Chrysophanol Regulates Cell Death, Metastasis, and Reactive Oxygen Species Production in Oral Cancer Cell Lines

Abstract

Background. Oral cancer belongs to the class of head and neck cancers and can be life threatening if not diagnosed and treated early. Activation of cell death via apoptosis or reactive oxygen species (ROS) accumulation and inhibition of cell cycle progression, migration, and epithelial-to-mesenchymal transition (EMT) may be a good strategy to arrest the development of oral cancer. In this study, we analyzed the possible action of chrysophanol isolated from the rhizomes of Rheum palmatum on the oral cancer cell lines FaDu (human pharynx squamous cell carcinoma) and SAS (human tongue squamous carcinoma) by investigating whether chrysophanol could influence cell death. Method. Cell viability was measured by using the MTT assay. For the detection of apoptosis, terminal deoxynucleotidyl transferase dUTP nick-end labeling (TUNEL) staining and subG1 population analysis were used. We also examined cell cycle progression and ROS levels by flow cytometry.

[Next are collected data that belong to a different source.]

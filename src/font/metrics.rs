//! Glyph advance widths for the standard Helvetica faces.
//!
//! Values come from the Adobe AFM files and are in 1/1000 em. The oblique
//! faces share the upright widths. Only characters reachable through
//! WinAnsiEncoding matter here; anything else is drawn as `?` by the PDF
//! writer, so it is measured as `?` too.

/// Width table for one standard font.
pub struct StandardFontMetrics {
    /// Advance of ASCII `(i + 32)`, covering 0x20 (space) through 0x7E (~).
    ascii: &'static [u16; 95],
    ae_lower: u16,
    ae_upper: u16,
    oe_lower: u16,
    oe_upper: u16,
    germandbls: u16,
    quote_single: u16,
    quote_double: u16,
}

#[rustfmt::skip]
static HELVETICA_ASCII: [u16; 95] = [
    // sp   !    "    #    $    %    &    '    (    )    *    +    ,    -    .    /
    278, 278, 355, 556, 556, 889, 667, 191, 333, 333, 389, 584, 278, 333, 278, 278,
    // 0    1    2    3    4    5    6    7    8    9
    556, 556, 556, 556, 556, 556, 556, 556, 556, 556,
    // :    ;    <    =    >    ?    @
    278, 278, 584, 584, 584, 556, 1015,
    // A    B    C    D    E    F    G    H    I    J    K    L    M
    667, 667, 722, 722, 667, 611, 778, 722, 278, 500, 667, 556, 833,
    // N    O    P    Q    R    S    T    U    V    W    X    Y    Z
    722, 778, 667, 778, 722, 667, 611, 722, 667, 944, 667, 667, 611,
    // [    \    ]    ^    _    `
    278, 278, 278, 469, 556, 333,
    // a    b    c    d    e    f    g    h    i    j    k    l    m
    556, 556, 500, 556, 556, 278, 556, 556, 222, 222, 500, 222, 833,
    // n    o    p    q    r    s    t    u    v    w    x    y    z
    556, 556, 556, 556, 333, 500, 278, 556, 500, 722, 500, 500, 500,
    // {    |    }    ~
    334, 260, 334, 584,
];

#[rustfmt::skip]
static HELVETICA_BOLD_ASCII: [u16; 95] = [
    // sp   !    "    #    $    %    &    '    (    )    *    +    ,    -    .    /
    278, 333, 474, 556, 556, 889, 722, 238, 333, 333, 389, 584, 278, 333, 278, 278,
    // 0    1    2    3    4    5    6    7    8    9
    556, 556, 556, 556, 556, 556, 556, 556, 556, 556,
    // :    ;    <    =    >    ?    @
    333, 333, 584, 584, 584, 611, 975,
    // A    B    C    D    E    F    G    H    I    J    K    L    M
    722, 722, 722, 722, 667, 611, 778, 722, 278, 556, 722, 611, 833,
    // N    O    P    Q    R    S    T    U    V    W    X    Y    Z
    722, 778, 667, 778, 722, 667, 611, 722, 667, 944, 667, 667, 611,
    // [    \    ]    ^    _    `
    333, 278, 333, 584, 556, 333,
    // a    b    c    d    e    f    g    h    i    j    k    l    m
    556, 611, 556, 611, 556, 333, 611, 611, 278, 278, 556, 278, 889,
    // n    o    p    q    r    s    t    u    v    w    x    y    z
    611, 611, 611, 611, 389, 556, 333, 611, 556, 778, 556, 556, 500,
    // {    |    }    ~
    389, 280, 389, 584,
];

pub static HELVETICA: StandardFontMetrics = StandardFontMetrics {
    ascii: &HELVETICA_ASCII,
    ae_lower: 889,
    ae_upper: 1000,
    oe_lower: 944,
    oe_upper: 1000,
    germandbls: 611,
    quote_single: 222,
    quote_double: 333,
};

pub static HELVETICA_BOLD: StandardFontMetrics = StandardFontMetrics {
    ascii: &HELVETICA_BOLD_ASCII,
    ae_lower: 889,
    ae_upper: 1000,
    oe_lower: 944,
    oe_upper: 1000,
    germandbls: 611,
    quote_single: 278,
    quote_double: 500,
};

/// Accented Latin-1 letters share the advance of their base letter.
fn base_letter(ch: char) -> Option<char> {
    let base = match ch {
        'À'..='Å' => 'A',
        'Ç' => 'C',
        'È'..='Ë' => 'E',
        'Ì'..='Ï' => 'I',
        'Ð' => 'D',
        'Ñ' => 'N',
        'Ò'..='Ö' | 'Ø' => 'O',
        'Ù'..='Ü' => 'U',
        'Ý' | 'Ÿ' => 'Y',
        'Š' => 'S',
        'Ž' => 'Z',
        'à'..='å' => 'a',
        'ç' => 'c',
        'è'..='ë' => 'e',
        'ñ' => 'n',
        'ò'..='ö' | 'ø' => 'o',
        'ù'..='ü' => 'u',
        'ý' | 'ÿ' => 'y',
        'š' => 's',
        'ž' => 'z',
        _ => return None,
    };
    Some(base)
}

impl StandardFontMetrics {
    fn ascii_width(&self, ch: char) -> u16 {
        self.ascii[ch as usize - 32]
    }

    /// Advance width in 1/1000 em.
    pub fn glyph_units(&self, ch: char) -> u16 {
        if (' '..='~').contains(&ch) {
            return self.ascii_width(ch);
        }
        if let Some(base) = base_letter(ch) {
            return self.ascii_width(base);
        }
        match ch {
            '\u{00A0}' => self.ascii_width(' '),
            // built on the dotless i, which is wider than 'i'
            'ì'..='ï' => 278,
            'æ' => self.ae_lower,
            'Æ' => self.ae_upper,
            'œ' => self.oe_lower,
            'Œ' => self.oe_upper,
            'ß' => self.germandbls,
            '\u{2018}' | '\u{2019}' | '\u{201A}' => self.quote_single,
            '\u{201C}' | '\u{201D}' | '\u{201E}' => self.quote_double,
            '\u{2013}' | '€' => 556,
            '\u{2014}' | '\u{2026}' | '\u{2030}' => 1000,
            '\u{2022}' => 350,
            '°' => 400,
            '·' => self.ascii_width('.'),
            '«' | '»' => 556,
            c if super::winansi_code(c).is_some() => 556,
            _ => self.ascii_width('?'),
        }
    }

    /// Width of a single character in points.
    pub fn char_width(&self, ch: char, font_size: f64) -> f64 {
        self.glyph_units(ch) as f64 / 1000.0 * font_size
    }

    /// Width of a string in points.
    pub fn measure_string(&self, text: &str, font_size: f64, letter_spacing: f64) -> f64 {
        text.chars()
            .map(|ch| self.char_width(ch, font_size) + letter_spacing)
            .sum()
    }
}

#[cfg(test)]
mod tests {
    use super::*;

    #[test]
    fn space_width() {
        assert!((HELVETICA.char_width(' ', 12.0) - 3.336).abs() < 0.001);
    }

    #[test]
    fn accented_matches_base() {
        assert_eq!(HELVETICA.glyph_units('É'), HELVETICA.glyph_units('E'));
        assert_eq!(HELVETICA_BOLD.glyph_units('é'), HELVETICA_BOLD.glyph_units('e'));
        assert_eq!(HELVETICA.glyph_units('í'), 278);
    }

    #[test]
    fn bold_is_wider() {
        let regular = HELVETICA.measure_string("Compétences", 10.0, 0.0);
        let bold = HELVETICA_BOLD.measure_string("Compétences", 10.0, 0.0);
        assert!(bold > regular);
    }

    #[test]
    fn unmappable_measures_as_question_mark() {
        assert_eq!(HELVETICA.glyph_units('漢'), HELVETICA.glyph_units('?'));
    }
}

Additionally, the expression of p53, p21, procaspase 3, cyclin D1, CDK4, cdc2, CDK2, E-cadherin, vimentin, and PCNA was evaluated by western blotting. Conclusion. Chrysophanol has an anticancer effect on FaDu and SAS cell lines. There is an increase in subG1 accumulation, ROS production, and cell cycle G1 arrest after treatment with chrysophanol. On the other hand, chrysophanol inhibited cell migration/metastasis and EMT. We proposed that chrysophanol may be a good candidate compound on oral cancer treatment in the further.